**Directions**.
The result should be every line in the data below that carries the string "definitions".

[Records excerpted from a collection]
*** Block opens ***
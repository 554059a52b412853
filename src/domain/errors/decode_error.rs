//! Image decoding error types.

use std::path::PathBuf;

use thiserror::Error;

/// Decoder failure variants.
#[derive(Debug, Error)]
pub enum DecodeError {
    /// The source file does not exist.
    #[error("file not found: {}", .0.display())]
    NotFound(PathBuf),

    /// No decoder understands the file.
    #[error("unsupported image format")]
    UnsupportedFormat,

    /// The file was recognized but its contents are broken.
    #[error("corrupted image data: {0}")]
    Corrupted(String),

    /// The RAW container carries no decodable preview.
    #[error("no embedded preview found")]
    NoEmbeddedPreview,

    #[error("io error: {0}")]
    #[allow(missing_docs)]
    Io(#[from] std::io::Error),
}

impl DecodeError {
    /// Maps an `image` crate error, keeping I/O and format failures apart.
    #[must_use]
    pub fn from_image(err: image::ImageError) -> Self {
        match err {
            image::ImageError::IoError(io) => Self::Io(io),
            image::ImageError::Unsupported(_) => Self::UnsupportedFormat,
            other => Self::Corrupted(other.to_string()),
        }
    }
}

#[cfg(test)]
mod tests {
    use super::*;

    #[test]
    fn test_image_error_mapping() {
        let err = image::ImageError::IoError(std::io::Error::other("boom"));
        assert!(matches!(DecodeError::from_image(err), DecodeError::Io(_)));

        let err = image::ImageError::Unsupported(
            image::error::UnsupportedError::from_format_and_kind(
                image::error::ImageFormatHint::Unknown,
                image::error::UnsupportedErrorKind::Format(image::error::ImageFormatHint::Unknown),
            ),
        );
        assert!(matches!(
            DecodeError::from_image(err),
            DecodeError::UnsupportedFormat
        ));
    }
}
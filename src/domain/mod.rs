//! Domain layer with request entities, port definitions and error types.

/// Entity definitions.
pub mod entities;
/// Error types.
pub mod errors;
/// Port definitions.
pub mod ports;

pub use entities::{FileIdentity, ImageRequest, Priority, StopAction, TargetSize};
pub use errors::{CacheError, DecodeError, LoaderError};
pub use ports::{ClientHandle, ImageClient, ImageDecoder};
*** Block closes ***
**Task output**.
//! Domain layer with request entities, port definitions and error types.
/// Entity definitions.
/// Port definitions.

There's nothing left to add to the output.